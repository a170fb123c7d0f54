// Source Dialects
//
// Each dialect kind contributes its default configuration, function
// modifiers, literal syntax, placeholder token and join support. Everything
// the renderer needs about a source is captured in an immutable
// `DialectConfig` that is shared across renders.

pub mod function_modifier;
pub mod mysql;
pub mod oracle;
pub mod pagination;
pub mod postgresql;
pub mod sqlserver;

use std::sync::Arc;

use chrono::FixedOffset;
use serde::{Deserialize, Serialize};

use crate::error::{FederationError, Result};
use crate::models::JoinKind;

pub use function_modifier::{FunctionModifier, FunctionModifierRegistry, Token};
pub use pagination::PaginationStrategy;

/// Source dialects known to the renderer
#[derive(Debug, Clone, Copy, Serialize, Deserialize, PartialEq, Eq, Hash)]
#[serde(rename_all = "lowercase")]
pub enum DialectKind {
    Generic,
    PostgreSql,
    MySql,
    Oracle,
    SqlServer,
}

impl DialectKind {
    /// Parse dialect kind from string
    pub fn from_str(s: &str) -> Result<Self> {
        match s.to_lowercase().as_str() {
            "generic" | "ansi" | "jdbc" => Ok(DialectKind::Generic),
            "postgresql" | "postgres" | "pg" => Ok(DialectKind::PostgreSql),
            "mysql" | "mariadb" => Ok(DialectKind::MySql),
            "oracle" => Ok(DialectKind::Oracle),
            "sqlserver" | "mssql" => Ok(DialectKind::SqlServer),
            _ => Err(FederationError::Config(format!(
                "Unsupported dialect: {}",
                s
            ))),
        }
    }

    pub fn as_str(&self) -> &'static str {
        match self {
            DialectKind::Generic => "Generic",
            DialectKind::PostgreSql => "PostgreSQL",
            DialectKind::MySql => "MySQL",
            DialectKind::Oracle => "Oracle",
            DialectKind::SqlServer => "SQLServer",
        }
    }

    pub fn function_modifiers(&self) -> FunctionModifierRegistry {
        match self {
            DialectKind::Generic => FunctionModifierRegistry::new()
                .alias("lcase", "LOWER")
                .alias("ucase", "UPPER"),
            DialectKind::PostgreSql => postgresql::function_modifiers(),
            DialectKind::MySql => mysql::function_modifiers(),
            DialectKind::Oracle => oracle::function_modifiers(),
            DialectKind::SqlServer => sqlserver::function_modifiers(),
        }
    }

    pub fn default_pagination(&self) -> PaginationStrategy {
        match self {
            DialectKind::Generic | DialectKind::PostgreSql => PaginationStrategy::LimitOffset,
            DialectKind::MySql => PaginationStrategy::MySqlLimit,
            DialectKind::Oracle | DialectKind::SqlServer => PaginationStrategy::RowNumber,
        }
    }

    pub fn supports_join(&self, kind: JoinKind) -> bool {
        !matches!((self, kind), (DialectKind::MySql, JoinKind::FullOuter))
    }

    /// Bind parameter marker for the 1-based position `index`
    pub fn placeholder(&self, index: usize) -> String {
        match self {
            DialectKind::PostgreSql => format!("${}", index),
            _ => "?".to_string(),
        }
    }

    /// The dialect's row number can be filtered in the WHERE clause of the
    /// query that produces it
    pub fn row_number_in_where(&self) -> bool {
        matches!(self, DialectKind::Oracle)
    }

    pub fn format_boolean(&self, value: bool) -> &'static str {
        match (self, value) {
            (DialectKind::PostgreSql, true) => "TRUE",
            (DialectKind::PostgreSql, false) => "FALSE",
            (_, true) => "1",
            (_, false) => "0",
        }
    }

    /// Wrap the `yyyy-mm-dd` text of a date literal
    pub fn format_date(&self, text: &str) -> String {
        match self {
            DialectKind::PostgreSql | DialectKind::MySql => format!("DATE '{}'", text),
            DialectKind::Oracle => oracle::format_date(text),
            DialectKind::Generic | DialectKind::SqlServer => format!("{{d'{}'}}", text),
        }
    }

    /// Wrap the `hh:mm:ss` text of a time literal
    pub fn format_time(&self, text: &str) -> String {
        match self {
            DialectKind::PostgreSql | DialectKind::MySql => format!("TIME '{}'", text),
            DialectKind::Oracle => oracle::format_timestamp(&format!("1970-01-01 {}", text)),
            DialectKind::Generic | DialectKind::SqlServer => format!("{{t'{}'}}", text),
        }
    }

    /// Wrap the `yyyy-mm-dd hh:mm:ss[.f]` text of a timestamp literal
    pub fn format_timestamp(&self, text: &str) -> String {
        match self {
            DialectKind::PostgreSql | DialectKind::MySql => format!("TIMESTAMP '{}'", text),
            DialectKind::Oracle => oracle::format_timestamp(text),
            DialectKind::Generic | DialectKind::SqlServer => format!("{{ts'{}'}}", text),
        }
    }

    fn uses_as_for_group_alias(&self) -> bool {
        !matches!(self, DialectKind::Oracle)
    }

    fn has_time_type(&self) -> bool {
        !matches!(self, DialectKind::Oracle)
    }

    fn timestamp_nanos_precision(&self) -> u32 {
        match self {
            DialectKind::PostgreSql | DialectKind::MySql => 6,
            DialectKind::SqlServer => 7,
            DialectKind::Generic | DialectKind::Oracle => 9,
        }
    }
}

/// How literals marked bindable are emitted
#[derive(Debug, Clone, Copy, Serialize, Deserialize, PartialEq, Eq, Default)]
#[serde(rename_all = "snake_case")]
pub enum BindMode {
    #[default]
    Literal,
    PreparedStatement,
}

/// Immutable per-source rendering configuration
#[derive(Debug, Clone)]
pub struct DialectConfig {
    pub kind: DialectKind,
    /// Source time zone; `None` means the engine's own zone
    pub time_zone: Option<FixedOffset>,
    pub bind_mode: BindMode,
    pub trace_comments: bool,
    pub use_as_in_group_alias: bool,
    pub has_time_type: bool,
    /// Fractional-second digits kept in timestamp literals (0-9)
    pub timestamp_nanos_precision: u32,
    pub function_modifiers: Arc<FunctionModifierRegistry>,
    pub pagination: PaginationStrategy,
}

impl DialectConfig {
    pub fn new(kind: DialectKind) -> Self {
        Self {
            kind,
            time_zone: None,
            bind_mode: BindMode::default(),
            trace_comments: false,
            use_as_in_group_alias: kind.uses_as_for_group_alias(),
            has_time_type: kind.has_time_type(),
            timestamp_nanos_precision: kind.timestamp_nanos_precision(),
            function_modifiers: Arc::new(kind.function_modifiers()),
            pagination: kind.default_pagination(),
        }
    }

    pub fn with_time_zone(mut self, time_zone: FixedOffset) -> Self {
        self.time_zone = Some(time_zone);
        self
    }

    pub fn with_bind_mode(mut self, bind_mode: BindMode) -> Self {
        self.bind_mode = bind_mode;
        self
    }

    pub fn with_trace_comments(mut self, enabled: bool) -> Self {
        self.trace_comments = enabled;
        self
    }

    pub fn with_pagination(mut self, pagination: PaginationStrategy) -> Self {
        self.pagination = pagination;
        self
    }

    pub fn with_timestamp_precision(mut self, digits: u32) -> Self {
        self.timestamp_nanos_precision = digits.min(9);
        self
    }

    pub fn with_function_modifiers(mut self, registry: FunctionModifierRegistry) -> Self {
        self.function_modifiers = Arc::new(registry);
        self
    }

    pub fn dialect_name(&self) -> &'static str {
        self.kind.as_str()
    }
}

/// Parse a fixed UTC offset such as `+05:30`, `-08:00` or `Z`
pub fn parse_time_zone(value: &str) -> Result<FixedOffset> {
    let trimmed = value.trim();
    if trimmed.eq_ignore_ascii_case("z") || trimmed.eq_ignore_ascii_case("utc") {
        return FixedOffset::east_opt(0)
            .ok_or_else(|| FederationError::Config("invalid UTC offset".to_string()));
    }
    trimmed
        .parse::<FixedOffset>()
        .map_err(|e| FederationError::Config(format!("Invalid time zone '{}': {}", value, e)))
}

#[cfg(test)]
mod tests {
    use super::*;

    #[test]
    fn test_dialect_kind_parsing() {
        assert_eq!(DialectKind::from_str("postgres").unwrap(), DialectKind::PostgreSql);
        assert_eq!(DialectKind::from_str("MySQL").unwrap(), DialectKind::MySql);
        assert_eq!(DialectKind::from_str("mssql").unwrap(), DialectKind::SqlServer);
        assert!(DialectKind::from_str("sybase").is_err());
    }

    #[test]
    fn test_default_configs() {
        let oracle = DialectConfig::new(DialectKind::Oracle);
        assert!(!oracle.use_as_in_group_alias);
        assert!(!oracle.has_time_type);
        assert_eq!(oracle.pagination, PaginationStrategy::RowNumber);
        assert!(oracle.function_modifiers.has_rule("left"));

        let pg = DialectConfig::new(DialectKind::PostgreSql).with_timestamp_precision(12);
        assert_eq!(pg.timestamp_nanos_precision, 9);
        assert_eq!(pg.pagination, PaginationStrategy::LimitOffset);
        assert_eq!(pg.bind_mode, BindMode::Literal);
    }

    #[test]
    fn test_placeholders() {
        assert_eq!(DialectKind::PostgreSql.placeholder(2), "$2");
        assert_eq!(DialectKind::Oracle.placeholder(2), "?");
    }

    #[test]
    fn test_join_support() {
        assert!(!DialectKind::MySql.supports_join(JoinKind::FullOuter));
        assert!(DialectKind::MySql.supports_join(JoinKind::LeftOuter));
        assert!(DialectKind::Oracle.supports_join(JoinKind::FullOuter));
    }

    #[test]
    fn test_parse_time_zone() {
        assert_eq!(parse_time_zone("+05:30").unwrap().local_minus_utc(), 19800);
        assert_eq!(parse_time_zone("Z").unwrap().local_minus_utc(), 0);
        assert!(parse_time_zone("Mars/Olympus").is_err());
    }
}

★ ★ ★ ★ ★

Look for the string "Clone" in the listing above and copy every line holding it.

#[derive(Debug, Clone, Copy, Serialize, Deserialize, PartialEq, Eq, Hash)]
#[derive(Debug, Clone, Copy, Serialize, Deserialize, PartialEq, Eq, Default)]
#[derive(Debug, Clone)]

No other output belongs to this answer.